“May is Mary’s month” – thus Gerald Manley Hopkins. Or, as a rather less proficient poet would have us sing, “The happy birds Te Deum sing, ’tis Mary’s month of May”. The latter lines do capture what is undoubtedly the case: there is something more than a little naff about a lot of what happens under the umbrella of May devotion to our Lady. It is variously theologically dodgy, saccharine, and shot through with dubious ideas of Christian femininity. No sensible person should doubt these things. (It’s an unfortunate feature of religion in a fallen world that the Church contains people who are not sensible). The problem is, I think that in the years since Vatican II people have understood a correct criticism of pre-conciliar Marian devotion, but used it a diminish the role of marian devotion in the praying life of the Church, rather than to reform it.
So it’s no bad thing to have a month during which we focus on Mary. Doing this is simply part of the Catholic ‘thing’. At one level we don’t need reasons for doing it at all. There’s a temptation towards didacticism in contemporary Catholicism that supposes we need to have a reason for everything we do. This is particularly apparent in discussions of liturgy. However, reasons are often superfluous. We just are this people, living out this relationship to God in this way. To ask, of many things, why we do this is to misunderstand the nature of our characteristic activities. It is akin to asking for a deep philosophical justification for a family’s Christmas routine.

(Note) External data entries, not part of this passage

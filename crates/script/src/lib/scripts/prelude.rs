use std::sync::Arc;

use alloy::primitives::Address;
use alloy::transports::http::reqwest::Url;
use thiserror::Error;

use crate::consts::{Network, NetworkInfo, NetworkParseError};
use crate::eth_client::{DefaultProvider, ProviderError, ProviderFactory};
use crate::ipfs::PinataClient;

const DEFAULT_DRY_RUN: bool = false;
const DEFAULT_UPLOAD_TO_PINATA: bool = false;

#[derive(Debug, Error)]
pub enum Error {
    #[error("Failed to parse network from EVM_CHAIN: {0}")]
    FailedToParseNetwork(#[from] NetworkParseError),

    #[error("Failed to parse URL from env var {0}")]
    FailedToParseUrl(String),

    #[error("Failed to parse address {0}")]
    FailedToParseAddress(String),

    #[error("Failed to create provider: {0}")]
    Provider(#[from] ProviderError),

    #[error("Pinata credentials are incomplete: {0} is set without {1}")]
    IncompletePinataCredentials(&'static str, &'static str),
}

pub mod env_vars {
    use std::env;
    use std::fmt::Debug;

    #[derive(Clone)]
    pub struct EnvVarValue<TVal> {
        pub name: &'static str,
        pub sensitive: bool,
        pub value: TVal,
    }

    impl<TVal: Debug> Debug for EnvVarValue<TVal> {
        fn fmt(&self, f: &mut std::fmt::Formatter<'_>) -> std::fmt::Result {
            let value_print = if self.sensitive {
                "***".to_string()
            } else {
                format!("{:?}", self.value)
            };
            f.debug_struct("EnvVarValue")
                .field("name", &self.name)
                .field("value", &value_print)
                .finish()
        }
    }

    #[derive(Debug, Clone)]
    pub struct EnvVars {
        pub evm_chain: EnvVarValue<String>,
        pub execution_layer_rpc: EnvVarValue<String>,
        pub upload_to_pinata: EnvVarValue<Option<String>>,
        pub pinata_api_key: EnvVarValue<Option<String>>,
        pub pinata_api_secret: EnvVarValue<Option<String>>,
        pub etherscan_api_key: EnvVarValue<Option<String>>,
        pub vrf_coordinator_address: EnvVarValue<Option<String>>,
        pub dry_run: EnvVarValue<Option<String>>,
        // sensitive
        pub private_key: EnvVarValue<String>,
    }

    impl EnvVars {
        fn optional(key: &'static str, sensitive: bool) -> EnvVarValue<Option<String>> {
            let value = match env::var(key) {
                Ok(value) => Some(value),
                Err(_) => None,
            };
            EnvVarValue {
                name: key,
                sensitive,
                value,
            }
        }

        fn required(key: &'static str, sensitive: bool) -> EnvVarValue<String> {
            let value = env::var(key).unwrap_or_else(|e| panic!("Failed to read env var {key}: {e:?}"));
            EnvVarValue {
                name: key,
                sensitive,
                value,
            }
        }

        pub fn init_from_env() -> Self {
            Self {
                evm_chain: Self::required("EVM_CHAIN", false),
                execution_layer_rpc: Self::required("EXECUTION_LAYER_RPC", true),
                upload_to_pinata: Self::optional("UPLOAD_TO_PINATA", false),
                pinata_api_key: Self::optional("PINATA_API_KEY", true),
                pinata_api_secret: Self::optional("PINATA_API_SECRET", true),
                etherscan_api_key: Self::optional("ETHERSCAN_API_KEY", true),
                vrf_coordinator_address: Self::optional("VRF_COORDINATOR_ADDRESS", false),
                dry_run: Self::optional("DRY_RUN", false),
                private_key: Self::required("PRIVATE_KEY", true),
            }
        }
    }
}

pub struct ScriptRuntime {
    pub network: Network,
    pub provider: Arc<DefaultProvider>,
    pub pinata: Option<PinataClient>,
    env_vars: env_vars::EnvVars,
}

impl ScriptRuntime {
    pub fn init(env_vars: env_vars::EnvVars) -> Result<Self, Error> {
        let network: Network = env_vars.evm_chain.value.parse()?;
        let endpoint: Url = env_vars
            .execution_layer_rpc
            .value
            .parse()
            .map_err(|_| Error::FailedToParseUrl(env_vars.execution_layer_rpc.name.to_string()))?;
        let provider = Arc::new(ProviderFactory::create_provider_decode_key(
            env_vars.private_key.value.clone(),
            endpoint,
        )?);

        let pinata = match (
            &env_vars.pinata_api_key.value,
            &env_vars.pinata_api_secret.value,
        ) {
            (Some(key), Some(secret)) => Some(PinataClient::new(key, secret)),
            (None, None) => None,
            (Some(_), None) => {
                return Err(Error::IncompletePinataCredentials(
                    "PINATA_API_KEY",
                    "PINATA_API_SECRET",
                ))
            }
            (None, Some(_)) => {
                return Err(Error::IncompletePinataCredentials(
                    "PINATA_API_SECRET",
                    "PINATA_API_KEY",
                ))
            }
        };

        Ok(Self {
            network,
            provider,
            pinata,
            env_vars,
        })
    }

    pub fn init_from_env() -> Result<Self, Error> {
        Self::init(env_vars::EnvVars::init_from_env())
    }

    pub fn network(&self) -> &impl NetworkInfo {
        &self.network
    }

    pub fn is_dry_run(&self) -> bool {
        parse_bool_var(&self.env_vars.dry_run, DEFAULT_DRY_RUN)
    }

    pub fn upload_to_pinata(&self) -> bool {
        parse_bool_var(&self.env_vars.upload_to_pinata, DEFAULT_UPLOAD_TO_PINATA)
    }

    pub fn etherscan_api_key(&self) -> Option<&str> {
        self.env_vars.etherscan_api_key.value.as_deref()
    }

    pub fn vrf_coordinator_override(&self) -> Result<Option<Address>, Error> {
        match &self.env_vars.vrf_coordinator_address.value {
            Some(raw) => raw
                .parse()
                .map(Some)
                .map_err(|_| Error::FailedToParseAddress(raw.clone())),
            None => Ok(None),
        }
    }
}

fn parse_bool_var(var: &env_vars::EnvVarValue<Option<String>>, default: bool) -> bool {
    match &var.value {
        Some(v) => v
            .parse()
            .unwrap_or_else(|e| panic!("Couldn't parse {} value {v}: {e:?}", var.name)),
        None => default,
    }
}

#[cfg(test)]
mod tests {
    use super::env_vars::EnvVarValue;
    use super::*;

    #[test]
    fn sensitive_values_are_masked_in_debug_output() {
        let value = EnvVarValue {
            name: "PRIVATE_KEY",
            sensitive: true,
            value: "0xdeadbeef".to_string(),
        };
        let rendered = format!("{value:?}");
        assert!(rendered.contains("***"));
        assert!(!rendered.contains("deadbeef"));
    }

    #[test]
    fn bool_vars_fall_back_to_defaults() {
        let unset = EnvVarValue {
            name: "DRY_RUN",
            sensitive: false,
            value: None,
        };
        assert!(!parse_bool_var(&unset, false));
        assert!(parse_bool_var(&unset, true));

        let set = EnvVarValue {
            name: "DRY_RUN",
            sensitive: false,
            value: Some("true".to_string()),
        };
        assert!(parse_bool_var(&set, false));
    }
}
use std::path::{Path, PathBuf};
use std::process::Command;
use std::sync::Arc;

use alloy::primitives::Address;

use crate::consts::NetworkInfo;
use crate::eth_client::{DeployArguments, RandomIpfsNftWrapper, VrfCoordinatorMockWrapper};
use crate::scripts::prelude::ScriptRuntime;
use crate::token_uri::{self, pup_template};
use crate::utils;
use crate::vrf;

pub struct Flags {
    pub upload_to_pinata: bool,
    pub dry_run: bool,
    pub verify: bool,
}

fn verify(address: &Address, chain_id: u64, api_key: &str) -> anyhow::Result<()> {
    tracing::info!("Verifying contract at {address}");

    let mut command = Command::new("forge");
    command
        .arg("verify-contract")
        .arg(address.to_string())
        .arg("contracts/src/RandomIpfsNft.sol:RandomIpfsNft")
        .args(["--chain-id", &chain_id.to_string()])
        .args(["--etherscan-api-key", api_key])
        .arg("--watch");

    let status = command.status()?;
    if !status.success() {
        anyhow::bail!("forge verify-contract exited with {status}");
    }
    tracing::info!("Verified successfully");
    Ok(())
}

pub async fn run(
    runtime: &ScriptRuntime,
    image_dir: &Path,
    store_manifest: Option<String>,
    flags: &Flags,
) -> anyhow::Result<()> {
    let network = runtime.network();
    tracing::info!("Preparing RandomIpfsNft deploy for network {}", network.as_str());

    let template = pup_template();
    let token_uris = if flags.upload_to_pinata {
        let pinner = runtime.pinata.as_ref().ok_or_else(|| {
            anyhow::anyhow!("UPLOAD_TO_PINATA is enabled but PINATA_API_KEY/PINATA_API_SECRET are not set")
        })?;
        token_uri::build_token_uris(true, pinner, image_dir, &template).await?
    } else {
        tracing::info!("Asset upload disabled, using the hardcoded token URIs");
        token_uri::fallback_token_uris()
    };

    let coordinator_override = runtime.vrf_coordinator_override()?;
    let vrf_params = vrf::resolve(network, Arc::clone(&runtime.provider), coordinator_override).await?;

    let deploy_args = DeployArguments {
        network: network.as_str(),
        vrf_coordinator: vrf_params.coordinator,
        subscription_id: vrf_params.subscription_id,
        gas_lane: vrf_params.gas_lane,
        callback_gas_limit: vrf_params.callback_gas_limit,
        token_uris,
        mint_fee: vrf_params.mint_fee,
    };

    if let Some(manifest_path_str) = store_manifest {
        let manifest_path = PathBuf::from(manifest_path_str);
        utils::write_json(&manifest_path, &deploy_args)?;
        tracing::info!("Deploy manifest {:?} written to {:?}", deploy_args, manifest_path.as_os_str());
    }

    if flags.dry_run || runtime.is_dry_run() {
        tracing::info!("Dry run is set, not deploying");
        return Ok(());
    }

    tracing::info!("Deploying contract");
    let deployed = RandomIpfsNftWrapper::deploy(Arc::clone(&runtime.provider), &deploy_args)
        .await
        .map_err(|e| anyhow::anyhow!("Failed to deploy RandomIpfsNft: {e:#}"))?;
    tracing::info!("Deployed RandomIpfsNft to {}", deployed.address());

    if network.is_dev() {
        let mock = VrfCoordinatorMockWrapper::new(
            Arc::clone(&runtime.provider),
            deploy_args.vrf_coordinator,
        );
        mock.add_consumer(deploy_args.subscription_id, *deployed.address())
            .await?;
    } else if flags.verify {
        match runtime.etherscan_api_key() {
            Some(api_key) => {
                if let Err(err) = verify(deployed.address(), network.chain_id(), api_key) {
                    // The contract is already live; verification can be retried by hand.
                    tracing::error!("Verification failed: {err:?}");
                }
            }
            None => tracing::info!("ETHERSCAN_API_KEY is not set, skipping verification"),
        }
    }

    Ok(())
}
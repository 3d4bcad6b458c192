use alloy::network::{Ethereum, EthereumWallet};
use alloy::primitives::Address;
use alloy::providers::fillers::RecommendedFillers;
use alloy::providers::ProviderBuilder;
use alloy::signers::local::PrivateKeySigner;
use alloy::sol;
use alloy::transports::http::reqwest::Url;
use alloy_primitives::{aliases::U96, B256, U256};
use serde::{Deserialize, Serialize};

use core::fmt;
use eyre::Result;
use std::fmt::Debug;
use std::sync::Arc;
use thiserror::Error;

use RandomIpfsNft::RandomIpfsNftInstance;
use VRFCoordinatorV2Mock::VRFCoordinatorV2MockInstance;

sol!(
    #[allow(missing_docs)]
    #[sol(rpc)]
    #[derive(Debug)]
    RandomIpfsNft,
    "../../contracts/out/RandomIpfsNft.sol/RandomIpfsNft.json",
);

sol!(
    #[allow(missing_docs)]
    #[sol(rpc)]
    #[derive(Debug)]
    VRFCoordinatorV2Mock,
    "../../contracts/out/VRFCoordinatorV2Mock.sol/VRFCoordinatorV2Mock.json",
);

#[derive(Debug, Error)]
pub enum ContractError {
    #[error("Subscription creation receipt contained no SubscriptionCreated event")]
    MissingSubscriptionEvent,

    #[error("Contract call reverted: {0}")]
    Rejection(String),

    #[error("Other alloy error {0:#?}")]
    OtherAlloyError(alloy::contract::Error),

    #[error("Transaction error {0:#?}")]
    TransactionError(#[from] alloy::providers::PendingTransactionError),
}

impl From<alloy::contract::Error> for ContractError {
    fn from(error: alloy::contract::Error) -> Self {
        if let alloy::contract::Error::TransportError(alloy::transports::RpcError::ErrorResp(
            ref error_payload,
        )) = error
        {
            if error_payload.message.contains("execution reverted") {
                return ContractError::Rejection(error_payload.message.to_string());
            }
        }
        ContractError::OtherAlloyError(error)
    }
}

/// Constructor arguments for `RandomIpfsNft`, in constructor order.
///
/// Serializable so a deploy run can be captured in (and replayed from) a JSON
/// manifest under `data/deploy/`.
#[derive(PartialEq, Eq, Clone, Serialize, Deserialize)]
pub struct DeployArguments {
    pub network: String,
    pub vrf_coordinator: Address,
    pub subscription_id: u64,
    pub gas_lane: B256,
    pub callback_gas_limit: u32,
    pub token_uris: Vec<String>,
    pub mint_fee: U256,
}

impl fmt::Display for DeployArguments {
    fn fmt(&self, f: &mut std::fmt::Formatter<'_>) -> std::fmt::Result {
        f.debug_struct("DeployArguments")
            .field("network", &self.network)
            .field("vrf_coordinator", &self.vrf_coordinator)
            .field("subscription_id", &self.subscription_id)
            .field("gas_lane", &self.gas_lane)
            .field("callback_gas_limit", &self.callback_gas_limit)
            .field("token_uris", &self.token_uris)
            .field("mint_fee", &self.mint_fee)
            .finish()
    }
}

impl Debug for DeployArguments {
    fn fmt(&self, f: &mut std::fmt::Formatter<'_>) -> std::fmt::Result {
        write!(f, "{self}") // just use display
    }
}

pub struct RandomIpfsNftWrapper<P>
where
    P: alloy::providers::Provider<Ethereum> + std::clone::Clone,
{
    contract: RandomIpfsNftInstance<Arc<P>>,
}

impl<P> RandomIpfsNftWrapper<P>
where
    P: alloy::providers::Provider<Ethereum> + std::clone::Clone,
{
    pub fn new(provider: Arc<P>, contract_address: Address) -> Self {
        let contract = RandomIpfsNft::new(contract_address, Arc::clone(&provider));
        RandomIpfsNftWrapper { contract }
    }

    pub async fn deploy(provider: Arc<P>, constructor_args: &DeployArguments) -> Result<Self> {
        let contract = RandomIpfsNft::deploy(
            provider.clone(),
            constructor_args.vrf_coordinator,
            constructor_args.subscription_id,
            constructor_args.gas_lane,
            constructor_args.callback_gas_limit,
            constructor_args.token_uris.clone(),
            constructor_args.mint_fee,
        )
        .await?;
        Ok(RandomIpfsNftWrapper { contract })
    }

    pub fn address(&self) -> &Address {
        self.contract.address()
    }

    pub async fn get_mint_fee(&self) -> Result<U256, ContractError> {
        let fee = self
            .contract
            .getMintFee()
            .call()
            .await
            .inspect_err(|err| tracing::error!("Failed to read mint fee {err:?}"))?;
        Ok(fee)
    }

    pub async fn get_token_uri(&self, index: u64) -> Result<String, ContractError> {
        let uri = self
            .contract
            .getDogTokenUris(U256::from(index))
            .call()
            .await
            .inspect_err(|err| tracing::error!("Failed to read token URI {index} {err:?}"))?;
        Ok(uri)
    }
}

pub struct VrfCoordinatorMockWrapper<P>
where
    P: alloy::providers::Provider<Ethereum> + std::clone::Clone,
{
    contract: VRFCoordinatorV2MockInstance<Arc<P>>,
}

impl<P> VrfCoordinatorMockWrapper<P>
where
    P: alloy::providers::Provider<Ethereum> + std::clone::Clone,
{
    pub fn new(provider: Arc<P>, contract_address: Address) -> Self {
        let contract = VRFCoordinatorV2Mock::new(contract_address, Arc::clone(&provider));
        VrfCoordinatorMockWrapper { contract }
    }

    pub async fn deploy(provider: Arc<P>, base_fee: U96, gas_price_link: U96) -> Result<Self> {
        let contract = VRFCoordinatorV2Mock::deploy(provider.clone(), base_fee, gas_price_link).await?;
        Ok(VrfCoordinatorMockWrapper { contract })
    }

    pub fn address(&self) -> &Address {
        self.contract.address()
    }

    /// Creates a new subscription and returns its id, read back from the
    /// `SubscriptionCreated` event in the transaction receipt.
    pub async fn create_subscription(&self) -> Result<u64, ContractError> {
        tracing::info!("Creating VRF subscription on mock coordinator");
        let tx = self
            .contract
            .createSubscription()
            .send()
            .await
            .inspect(|val| tracing::debug!("Submitted createSubscription transaction {}", val.tx_hash()))
            .inspect_err(|err| tracing::error!("Failed to submit createSubscription {err:?}"))?;

        let receipt = tx.get_receipt().await?;
        let subscription_id = receipt
            .inner
            .logs()
            .iter()
            .find_map(|log| {
                log.log_decode::<VRFCoordinatorV2Mock::SubscriptionCreated>()
                    .ok()
            })
            .map(|decoded| decoded.inner.data.subId)
            .ok_or(ContractError::MissingSubscriptionEvent)?;

        tracing::info!("Created VRF subscription {subscription_id}");
        Ok(subscription_id)
    }

    pub async fn fund_subscription(&self, subscription_id: u64, amount: U96) -> Result<(), ContractError> {
        tracing::info!("Funding VRF subscription {subscription_id} with {amount} juels");
        let tx = self
            .contract
            .fundSubscription(subscription_id, amount)
            .send()
            .await
            .inspect_err(|err| tracing::error!("Failed to submit fundSubscription {err:?}"))?;
        let receipt = tx.get_receipt().await?;
        if !receipt.status() {
            return Err(ContractError::Rejection(format!(
                "fundSubscription reverted: {:#?}",
                receipt.transaction_hash
            )));
        }
        Ok(())
    }

    pub async fn add_consumer(&self, subscription_id: u64, consumer: Address) -> Result<(), ContractError> {
        tracing::info!("Adding {consumer} as a consumer of subscription {subscription_id}");
        let tx = self
            .contract
            .addConsumer(subscription_id, consumer)
            .send()
            .await
            .inspect_err(|err| tracing::error!("Failed to submit addConsumer {err:?}"))?;
        let receipt = tx.get_receipt().await?;
        if !receipt.status() {
            return Err(ContractError::Rejection(format!(
                "addConsumer reverted: {:#?}",
                receipt.transaction_hash
            )));
        }
        Ok(())
    }
}

#[derive(Debug, Error)]
pub enum ProviderError {
    #[error("Failed to convert string to hex")]
    FromHexError,
    #[error("Failed to parse private key")]
    ParsePrivateKeyError,
    #[error("Failed to deserialize private key")]
    DeserializePrivateKeyError,
}

pub type DefaultProvider = alloy::providers::fillers::FillProvider<
    alloy::providers::fillers::JoinFill<
        alloy::providers::fillers::JoinFill<
            alloy::providers::Identity,
            <Ethereum as RecommendedFillers>::RecommendedFillers,
        >,
        alloy::providers::fillers::WalletFiller<EthereumWallet>,
    >,
    alloy::providers::RootProvider,
>;

pub type NftContract = RandomIpfsNftWrapper<DefaultProvider>;
pub type VrfCoordinatorMock = VrfCoordinatorMockWrapper<DefaultProvider>;

pub struct ProviderFactory {}
impl ProviderFactory {
    fn decode_key(private_key_raw: &str) -> Result<k256::SecretKey, ProviderError> {
        let key_str = private_key_raw
            .split("0x")
            .last()
            .ok_or(ProviderError::ParsePrivateKeyError)?
            .trim();
        let key_hex = hex::decode(key_str).map_err(|_e| ProviderError::FromHexError)?;
        let key = k256::SecretKey::from_bytes((&key_hex[..]).into())
            .map_err(|_e| ProviderError::DeserializePrivateKeyError)?;
        Ok(key)
    }

    pub fn create_provider(key: k256::SecretKey, endpoint: Url) -> DefaultProvider {
        let signer: PrivateKeySigner = PrivateKeySigner::from(key);
        let wallet: EthereumWallet = EthereumWallet::from(signer);
        ProviderBuilder::new().wallet(wallet).connect_http(endpoint)
    }

    pub fn create_provider_decode_key(
        key_str: String,
        endpoint: Url,
    ) -> Result<DefaultProvider, ProviderError> {
        let key = Self::decode_key(&key_str)?;
        Ok(Self::create_provider(key, endpoint))
    }
}

#[cfg(test)]
mod tests {
    use std::path::PathBuf;

    use super::*;
    use crate::consts;
    use crate::utils;

    fn default_params() -> DeployArguments {
        let config = consts::vrf_config(consts::SEPOLIA_CHAIN_ID).unwrap();
        DeployArguments {
            network: "sepolia".to_owned(),
            vrf_coordinator: config.coordinator.unwrap(),
            subscription_id: config.subscription_id.unwrap(),
            gas_lane: config.gas_lane,
            callback_gas_limit: config.callback_gas_limit,
            token_uris: consts::FALLBACK_TOKEN_URIS
                .iter()
                .map(|uri| uri.to_string())
                .collect(),
            mint_fee: config.mint_fee,
        }
    }

    #[test]
    fn deployment_arguments_serde() {
        let params = default_params();

        let serialized = serde_json::to_string_pretty(&params).expect("Failed to serialize");
        let deserialized: DeployArguments =
            serde_json::from_str(&serialized).expect("Failed to deserialize");

        assert_eq!(params, deserialized);
    }

    #[test]
    fn deployment_arguments_from_manifest_file() {
        let deploy_args_file =
            PathBuf::from(env!("CARGO_MANIFEST_DIR")).join("../../data/deploy/sepolia-deploy.json");
        let deploy_params: DeployArguments =
            utils::read_json(deploy_args_file).expect("Failed to read deployment args");

        assert_eq!(deploy_params, default_params());
    }

    #[test]
    fn display_does_not_panic_on_defaults() {
        let rendered = format!("{}", default_params());
        assert!(rendered.contains("sepolia"));
        assert!(rendered.contains("token_uris"));
    }
}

With respect to many marian devotions I think this attitude of “this is just what we do” is all we need – the rosary, litanies, votive masses and so on. But as I hinted above, there are aspects of what gets seen as ‘traditional’ devotion to our Lady (although is generally of fairly recent vintage) which needs to be assessed in the light of God’s self-communication as this is witnessed to in scripture and the Church’s teaching. It is often when we have made a mess of the tradition we have been given that we need to step back and ask what is genuinely of value and what needs to be recovered. Here is a modest suggestion as to how we might go about doing that.
The Second Vatican Council chose to include its teaching about Mary in the document on the Church. This makes profound sense, since Mary’s role in the ongoing story with our salvation can only be grasped if we see that in her we see particularly clearly the Father’s relationship to his People. She stands at the culmination of the covenant with Israel, at the birth of the Church, and is the sign of the Church both in its pilgrimage (saying ‘yes’ at the annunciation, standing by the cross) and in its glory (conceived free from sin, assumed into heaven). There is a lot here. How then might we go about better relating to Mary in a way that better reflects this ecclesial focus of her significance? That, it seems to me, is the challenge the Council set us (all of us, in our praying lives and self-understanding, not just the bishops). I’m not sure we’ve faced up to it yet.